He has gone beyond the end of his tether, has been pulled apart at the seams, and it’s still Monday. What now?

He roots around his bed sheets for his phone. 11:06 AM.

He slowly swipes his thumb across the screen. His background is a picture of the beach he went to with Pepper, when things were good between them. He should change that.

Except it would reset by morning. Ugh.

He pushes himself up and throws his legs over the side of the bed.  He thinks about options as he wriggles his feet into his slippers. What if time keeps looping for the rest of eternity? And what if he can never fix it? What would that mean for the way he is supposed to live his life?

-

Wanda and Vision are in the living room, sitting very close together on the couch. Tony vaguely wonders what those two have even been up to since the Raft outbreak. But not enough to actually ask. “Coffee?”

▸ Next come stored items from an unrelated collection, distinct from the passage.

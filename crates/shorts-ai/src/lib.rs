//! Clients for the remote generative-AI services.
//!
//! The pipeline only depends on the traits in [`service`]; the concrete
//! clients here talk to:
//! - Gemini `generateContent` for scenario scripting
//! - fal.ai for text-to-image and image-to-video
//! - an Edge-TTS sidecar for speech synthesis and the voice catalog

pub mod config;
pub mod error;
pub mod fal;
pub mod gemini;
pub mod service;
pub mod tts;
pub mod types;

pub use config::AiConfig;
pub use error::{AiError, AiResult};
pub use fal::FalClient;
pub use gemini::GeminiClient;
pub use service::{ChatModel, ImageModel, SpeechModel, VideoModel};
pub use tts::{group_voices, TtsClient, VoiceCatalog};
pub use types::{ImageRequest, RemoteVoice, Voice, VoiceLocale, VideoRequest};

“No thank you,” they chorus.

Tony sniffs and pulls the pot closer. “I meant, is there coffee?” There isn’t. He holds the pot upside down. Blast.

“We have tea,” Vision says. “Fresh ginger.”

“Blasphemy.”

“Are you still upset?” Wanda asks.

Tony balks, then throws a frown her way. “I’m not upset. Why would you say that?”

“You are sad,” she says. “I sense it. And you have never learned how to express that emotion.”

“And you’re stupid,” Tony tells her, slamming a button on the coffee maker.

“Are you going outside today?”

Tony rolls his shoulders, cracks his neck. “Yup. Going back to the scene of the crime. Coney Island. I just—” he huffs, and adds, petulantly. “I don’t want to talk to Happy.”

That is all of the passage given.